After Near Future Teaching, I'm a bit more enthusiastic about scenarios. I spoke to a primary school teacher who was involved in the project, and we discussed the fact that nobody is certain about the future. Uncertainty is the great leveller, teachers and learners are in the same boat, and this is a stimulus for conversation and creativity. Its not a dissimilar idea to this: https://dailyimprovisation.blogspot.com/2018/10/transforming-education-with-science-and.html
But then there is something deeper about this kind of process. Uncertainty is a disrupter to conventional ways of looking at the world. Each of us has a set of categories or constructs through which we view the world. Sometimes the barriers to conversation are those categories themselves, and making interventions which loosen the categories is a way of creating new kinds of conversation. Introducing "uncertain topics" does this.

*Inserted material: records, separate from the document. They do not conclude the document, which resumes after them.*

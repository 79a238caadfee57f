use time::OffsetDateTime;

use crate::core::state::AppState;
use crate::db::models::{Answer, AnswerValue, Exam, Question};
use crate::db::types::{QuestionType, SubmitMode};
use crate::services::aggregate::mutate_exam;
use crate::services::errors::AttemptError;
use crate::services::grading::chosen_option;
use crate::services::resolver::{resolve, MatchedBy, Resolution};
use crate::services::session::seconds_remaining;
use crate::services::submission_finalize::{announce, finalize_attempt, SubmissionNotice};

#[derive(Debug, Clone)]
pub(crate) struct AnswerInput {
    pub(crate) question_number: Option<u32>,
    pub(crate) question_ref: Option<String>,
    pub(crate) value: AnswerValue,
    pub(crate) elapsed_seconds: u64,
}

#[derive(Debug, Clone, PartialEq)]
pub(crate) struct SavedAnswer {
    pub(crate) attempt_id: String,
    pub(crate) question_number: u32,
    pub(crate) matched_by: MatchedBy,
    pub(crate) time_spent_seconds: u64,
    pub(crate) remaining_seconds: i64,
}

#[derive(Debug, Clone, PartialEq)]
pub(crate) enum SaveOutcome {
    Saved(SavedAnswer),
    Expired(SubmissionNotice),
}

/// Checks the raw value against the question type and returns it in stored form.
fn normalize_value(question: &Question, value: AnswerValue) -> Result<AnswerValue, AttemptError> {
    match (question.question_type, value) {
        (_, AnswerValue::Blank) => Ok(AnswerValue::Blank),
        (QuestionType::Objective, value) => chosen_option(&value, &question.options)
            .map(AnswerValue::Choice)
            .ok_or_else(|| {
                AttemptError::validation(format!(
                    "Answer for question {} must select one of its {} options",
                    question.question_number,
                    question.options.len()
                ))
            }),
        (QuestionType::Theory, AnswerValue::Text(text)) => Ok(AnswerValue::Text(text)),
        (QuestionType::Theory, AnswerValue::Choice(_)) => Err(AttemptError::validation(format!(
            "Answer for question {} must be text",
            question.question_number
        ))),
    }
}

/// Idempotent upsert keyed by question number. Time is the only additive field.
pub(crate) fn save_answer(
    exam: &mut Exam,
    student_id: &str,
    input: &AnswerInput,
    now: OffsetDateTime,
) -> Result<SaveOutcome, AttemptError> {
    let Some(index) = exam.incomplete_attempt_index(student_id) else {
        return Err(match exam.latest_completed_attempt(student_id) {
            Some(_) => AttemptError::state_conflict("Attempt has already been submitted"),
            None => AttemptError::not_found("No active attempt for this exam"),
        });
    };

    if seconds_remaining(exam, &exam.attempts[index], now) <= 0 {
        return Ok(SaveOutcome::Expired(finalize_attempt(
            exam,
            index,
            SubmitMode::AutoExpiry,
            now,
        )));
    }

    let (question_number, matched_by, value) =
        match resolve(&exam.questions, input.question_number, input.question_ref.as_deref()) {
            Resolution::Found { question, matched_by } => {
                (question.question_number, matched_by, normalize_value(question, input.value.clone())?)
            }
            Resolution::NotFound => {
                return Err(AttemptError::not_found("Question not found in this exam"));
            }
        };

    let remaining = seconds_remaining(exam, &exam.attempts[index], now);
    let attempt = &mut exam.attempts[index];
    match attempt.answers.iter_mut().find(|answer| answer.question_number == question_number) {
        Some(answer) => {
            answer.value = value;
            answer.question_ref = None;
            answer.time_spent_seconds += input.elapsed_seconds;
        }
        None => {
            let mut answer = Answer::unanswered(question_number);
            answer.value = value;
            answer.time_spent_seconds = input.elapsed_seconds;
            attempt.answers.push(answer);
        }
    }
    attempt.time_spent_seconds += input.elapsed_seconds;
    attempt.updated_at = now;

    Ok(SaveOutcome::Saved(SavedAnswer {
        attempt_id: attempt.id.clone(),
        question_number,
        matched_by,
        time_spent_seconds: attempt.time_spent_seconds,
        remaining_seconds: remaining - i64::try_from(input.elapsed_seconds).unwrap_or(i64::MAX),
    }))
}

pub(crate) async fn save(
    state: &AppState,
    exam_id: &str,
    student_id: &str,
    input: AnswerInput,
    now: OffsetDateTime,
) -> Result<SavedAnswer, AttemptError> {
    let outcome = mutate_exam(state.store(), exam_id, state.write_retries(), |exam| {
        save_answer(exam, student_id, &input, now)
    })
    .await?;

    match outcome {
        SaveOutcome::Saved(saved) => {
            if saved.matched_by != MatchedBy::Number {
                tracing::debug!(
                    exam_id,
                    question_number = saved.question_number,
                    matched_by = ?saved.matched_by,
                    "Answer addressed by legacy reference"
                );
            }
            tracing::debug!(
                exam_id,
                student_id,
                attempt_id = %saved.attempt_id,
                question_number = saved.question_number,
                "Answer saved"
            );
            Ok(saved)
        }
        SaveOutcome::Expired(notice) => {
            announce(state, &notice);
            Err(AttemptError::Expired { auto_submitted: true })
        }
    }
}
use serde::de::Error as _;
use serde::{Deserialize, Serialize};
use time::OffsetDateTime;
use validator::Validate;

use crate::core::time::parse_flexible;
use crate::db::types::QuestionType;

#[derive(Debug, Serialize, Deserialize, Validate)]
pub(crate) struct QuestionDefinition {
    #[serde(alias = "questionNumber")]
    #[validate(range(min = 1, message = "question_number must start at 1"))]
    pub(crate) question_number: u32,
    #[serde(default)]
    pub(crate) id: Option<String>,
    #[validate(length(min = 1, message = "question text must not be empty"))]
    pub(crate) text: String,
    #[serde(alias = "questionType", alias = "type")]
    pub(crate) question_type: QuestionType,
    #[validate(range(exclusive_min = 0.0, message = "marks must be positive"))]
    pub(crate) marks: f64,
    #[serde(default)]
    pub(crate) options: Vec<String>,
    #[serde(default)]
    #[serde(alias = "correctOption", alias = "correctAnswer")]
    pub(crate) correct_option: Option<usize>,
}

#[derive(Debug, Default, Deserialize)]
pub(crate) struct ExamOptionsPayload {
    #[serde(default)]
    pub(crate) shuffle: bool,
    #[serde(default)]
    #[serde(alias = "allowRetakes")]
    pub(crate) allow_retakes: bool,
    #[serde(default)]
    #[serde(alias = "showResults")]
    pub(crate) show_results: bool,
}

#[derive(Debug, Deserialize, Validate)]
pub(crate) struct ExamDefinitionRequest {
    #[validate(length(min = 1, message = "title must not be empty"))]
    pub(crate) title: String,
    #[serde(default)]
    #[serde(alias = "joinCode")]
    pub(crate) join_code: String,
    #[serde(alias = "classId")]
    #[validate(length(min = 1, message = "class_id must not be empty"))]
    pub(crate) class_id: String,
    #[serde(default)]
    #[serde(alias = "teacherId")]
    pub(crate) teacher_id: Option<String>,
    #[serde(alias = "startTime", deserialize_with = "deserialize_datetime")]
    pub(crate) start_time: OffsetDateTime,
    #[serde(alias = "endTime", deserialize_with = "deserialize_datetime")]
    pub(crate) end_time: OffsetDateTime,
    #[serde(alias = "durationMinutes")]
    #[validate(range(min = 1, message = "duration_minutes must be positive"))]
    pub(crate) duration_minutes: u32,
    #[serde(alias = "totalMarks")]
    #[validate(range(exclusive_min = 0.0, message = "total_marks must be positive"))]
    pub(crate) total_marks: f64,
    #[serde(alias = "passingMarks")]
    #[validate(range(min = 0.0, message = "passing_marks must be non-negative"))]
    pub(crate) passing_marks: f64,
    #[serde(default, alias = "settings")]
    pub(crate) options: ExamOptionsPayload,
    #[validate(length(min = 1, message = "an exam needs at least one question"), nested)]
    pub(crate) questions: Vec<QuestionDefinition>,
}

#[derive(Debug, Serialize)]
pub(crate) struct ExamDefinitionResponse {
    pub(crate) id: String,
    pub(crate) title: String,
    pub(crate) class_id: String,
    pub(crate) teacher_id: String,
    pub(crate) start_time: String,
    pub(crate) end_time: String,
    pub(crate) duration_minutes: u32,
    pub(crate) total_marks: f64,
    pub(crate) passing_marks: f64,
    pub(crate) question_count: usize,
    pub(crate) created: bool,
}

fn deserialize_datetime<'de, D>(deserializer: D) -> Result<OffsetDateTime, D::Error>
where
    D: serde::Deserializer<'de>,
{
    let raw = String::deserialize(deserializer)?;
    parse_flexible(&raw).ok_or_else(|| D::Error::custom(format!("invalid datetime: {raw}")))
}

In his work on organisational decision-making, Staffford Beer did a similar thing with his "syntegration" technique. That involved emerging issues in a group, and then organising conversations which deliberately aimed to destabilise any preconceived ways of looking at the world. Beer aimed to create a "resonance" in the communications within the group as their existing categories were surrendered and new ones formed in the context of conversation. The overall aim was to "get many brains to think as one brain". Given the disastrous processes of collective decision which we are currently witnessing, we need to get back to this!
Having said this, there's something about the whole process which IS teaching itself. That leads me to think that Near Future Teaching is closely aligned to the methods of Near Future Teaching. Maybe the scenarios can be dispensed with, almost certainly we have to rethink assessment, we have to rethink the curriculum and the institutional hierarchy, but the root of it all is conversation which disrupts existing ways of thinking and established coherence within a group.
If we had this in education, Brexit would just be a cautionary tale.